Nijeryalı fotoğrafçı geçenlerde telefonda George Osodi tarafından çekilmiş, “çok yaşlı bir kralın” fotoğrafı olduğunu söyledi. 1956’da Nijerya’yı ilk ziyaret ettiğinde Kraliçe II. Elizabeth’i karşılayan hükümdarlardan biriydi.

Aynı duvarda, başka bir fotoğrafta kralı parlak kırmızı giysili, altın işlemeli, uyumlu kadife bir tahtta otururken gösteriyor. Osodi, 2022’de çekilen bu fotoğrafın, bu milenyumda iktidara gelen daha yeni bir Nijeryalı kralı gösterdiğini söyledi.


Bu fotoğrafların başlıkları HRM Agbogidi Obi James Ikechukwu Anyasi II, Obi of Idumuje Unor ve Pere of Gbaramatu. “İmparatorluk Majesteleri, Oboro Gbaraun II, Aketekpe, Agadagba” – Osodi’nin devam eden “Nigerian Monarch” serisinin eserleri arasında 14 Ocak’a kadar burada sergileniyor.Paylaşılan Bir Dünya: Çağdaş Afrika Fotoğrafçılığı


Küratörü Osei Bonsu’ya göre sergi, yüzeysel veya basmakalıp olma eğiliminde olan Afrika kültürleriyle ilişkilendirilen tipik Batılı imajlardan kopmayı amaçlıyor.
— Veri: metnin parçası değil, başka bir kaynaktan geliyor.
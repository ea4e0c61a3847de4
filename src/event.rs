//! Canonical event model.
//!
//! Every observable user action is represented as an [`Event`]: a common
//! envelope (monotonic capture timestamp, wall-clock time, sequence id)
//! around a kind-specific [`EventPayload`]. Monitors build a
//! [`PendingEvent`]; the timeline buffer assigns the sequence id at
//! insertion, after which the core fields never change. Only the
//! screenshot reference may transition from unset to set, exactly once,
//! through the buffer.

use chrono::{DateTime, Utc};
use serde::{Deserialize, Serialize};
use std::time::Instant;

/// Monotonic capture clock, anchored when the pipeline starts.
///
/// All producers share one anchor so their microsecond timestamps are
/// comparable. Wall-clock time is carried separately for display.
#[derive(Debug, Clone, Copy)]
pub struct CaptureClock {
    origin: Instant,
}

impl CaptureClock {
    pub fn new() -> Self {
        Self {
            origin: Instant::now(),
        }
    }

    /// Microseconds elapsed since the clock was created.
    pub fn now_us(&self) -> u64 {
        self.origin.elapsed().as_micros() as u64
    }
}

impl Default for CaptureClock {
    fn default() -> Self {
        Self::new()
    }
}

/// The fixed set of event kinds.
#[derive(Debug, Clone, Copy, PartialEq, Eq, Hash, Serialize, Deserialize)]
#[serde(rename_all = "snake_case")]
pub enum EventKind {
    KeyPress,
    KeyRelease,
    MouseClick,
    MouseScroll,
    WindowChange,
    TextSelection,
}

impl EventKind {
    /// Stable snake_case name, matching the serialized `event_type` tag.
    pub fn as_str(&self) -> &'static str {
        match self {
            EventKind::KeyPress => "key_press",
            EventKind::KeyRelease => "key_release",
            EventKind::MouseClick => "mouse_click",
            EventKind::MouseScroll => "mouse_scroll",
            EventKind::WindowChange => "window_change",
            EventKind::TextSelection => "text_selection",
        }
    }
}

/// Mouse button involved in a click.
#[derive(Debug, Clone, Copy, PartialEq, Eq, Serialize, Deserialize)]
#[serde(rename_all = "snake_case")]
pub enum MouseButton {
    Left,
    Right,
    Middle,
}

impl MouseButton {
    pub fn as_str(&self) -> &'static str {
        match self {
            MouseButton::Left => "left",
            MouseButton::Right => "right",
            MouseButton::Middle => "middle",
        }
    }
}

/// Where a text selection was read from.
#[derive(Debug, Clone, Copy, PartialEq, Eq, Serialize, Deserialize)]
#[serde(rename_all = "snake_case")]
pub enum SelectionSource {
    Accessibility,
    Clipboard,
}

impl SelectionSource {
    pub fn as_str(&self) -> &'static str {
        match self {
            SelectionSource::Accessibility => "accessibility",
            SelectionSource::Clipboard => "clipboard",
        }
    }
}

/// Modifier key state at the time of a keyboard event.
#[derive(Debug, Clone, Copy, Default, PartialEq, Eq, Serialize, Deserialize)]
pub struct Modifiers {
    pub shift: bool,
    pub control: bool,
    pub option: bool,
    pub command: bool,
    pub function: bool,
    pub capslock: bool,
}

impl Modifiers {
    /// Active modifier names joined with `+`, empty string when none.
    pub fn describe(&self) -> String {
        let mut names = Vec::new();
        if self.shift {
            names.push("shift");
        }
        if self.control {
            names.push("control");
        }
        if self.option {
            names.push("option");
        }
        if self.command {
            names.push("command");
        }
        if self.function {
            names.push("function");
        }
        if self.capslock {
            names.push("capslock");
        }
        names.join("+")
    }

    pub fn any(&self) -> bool {
        self.shift || self.control || self.option || self.command || self.function || self.capslock
    }
}

/// Kind-specific payload. Each variant carries only its relevant fields;
/// the serialized form is tagged with `event_type`.
#[derive(Debug, Clone, PartialEq, Serialize, Deserialize)]
#[serde(tag = "event_type", rename_all = "snake_case")]
pub enum EventPayload {
    KeyPress {
        key: String,
        key_code: u32,
        modifiers: Modifiers,
    },
    KeyRelease {
        key: String,
        key_code: u32,
        modifiers: Modifiers,
    },
    MouseClick {
        button: MouseButton,
        x: f64,
        y: f64,
    },
    MouseScroll {
        delta_x: i32,
        delta_y: i32,
        x: f64,
        y: f64,
    },
    WindowChange {
        app_name: String,
        window_title: String,
        previous_app: Option<String>,
        previous_title: Option<String>,
    },
    TextSelection {
        text: String,
        app_name: Option<String>,
        source: SelectionSource,
    },
}

impl EventPayload {
    pub fn kind(&self) -> EventKind {
        match self {
            EventPayload::KeyPress { .. } => EventKind::KeyPress,
            EventPayload::KeyRelease { .. } => EventKind::KeyRelease,
            EventPayload::MouseClick { .. } => EventKind::MouseClick,
            EventPayload::MouseScroll { .. } => EventKind::MouseScroll,
            EventPayload::WindowChange { .. } => EventKind::WindowChange,
            EventPayload::TextSelection { .. } => EventKind::TextSelection,
        }
    }
}

/// An event captured by a monitor but not yet inserted into the buffer.
/// Carries both clocks; the sequence id does not exist yet.
#[derive(Debug, Clone)]
pub struct PendingEvent {
    pub timestamp_us: u64,
    pub wall_time: DateTime<Utc>,
    pub payload: EventPayload,
}

impl PendingEvent {
    /// Stamps the payload with the current capture and wall-clock time.
    pub fn capture(clock: &CaptureClock, payload: EventPayload) -> Self {
        Self {
            timestamp_us: clock.now_us(),
            wall_time: Utc::now(),
            payload,
        }
    }

    /// Builds a pending event with explicit timestamps.
    pub fn at(timestamp_us: u64, wall_time: DateTime<Utc>, payload: EventPayload) -> Self {
        Self {
            timestamp_us,
            wall_time,
            payload,
        }
    }
}

/// One immutable observation in the timeline.
#[derive(Debug, Clone, PartialEq, Serialize, Deserialize)]
pub struct Event {
    /// Insertion-order id assigned by the buffer; breaks timestamp ties
    /// and defines the authoritative total order.
    pub sequence_id: u64,

    /// Monotonic capture time in microseconds since pipeline start.
    pub timestamp_us: u64,

    /// Wall-clock capture time, for display and analysis.
    pub wall_time: DateTime<Utc>,

    #[serde(flatten)]
    pub payload: EventPayload,

    /// File reference filled in asynchronously by the screenshot trigger.
    /// Stays `None` when no capture was requested, throttled, or failed.
    #[serde(default, skip_serializing_if = "Option::is_none")]
    pub screenshot: Option<String>,
}

impl Event {
    pub fn kind(&self) -> EventKind {
        self.payload.kind()
    }
}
Bu çabanın bir parçası olarak Bonsu, Batı sömürgeciliği dışında Afrika’daki iktidar sistemlerini keşfeden sanatçıların eserlerini seçti. Bunlar arasında, Rotimi Fani-Kayode’nin siyah erkeklerin Yoruba ritüellerini gerçekleştirdiği 1989 serisi Bodies of Experience’daki gibi maneviyat ve Kudzanai Chiurai’nin 1989 serisi We Live in Silence 2017’de görüldüğü gibi kadınların geleneksel rolleri yer alıyor. Afrikalı kadınlar hakkında.

Bu arada Osodi ve Alman-Ganalı sanatçı Zohra Opoku’nun çalışmaları, ülkelerindeki monarşilerin mevcut rolünü ele alıyor.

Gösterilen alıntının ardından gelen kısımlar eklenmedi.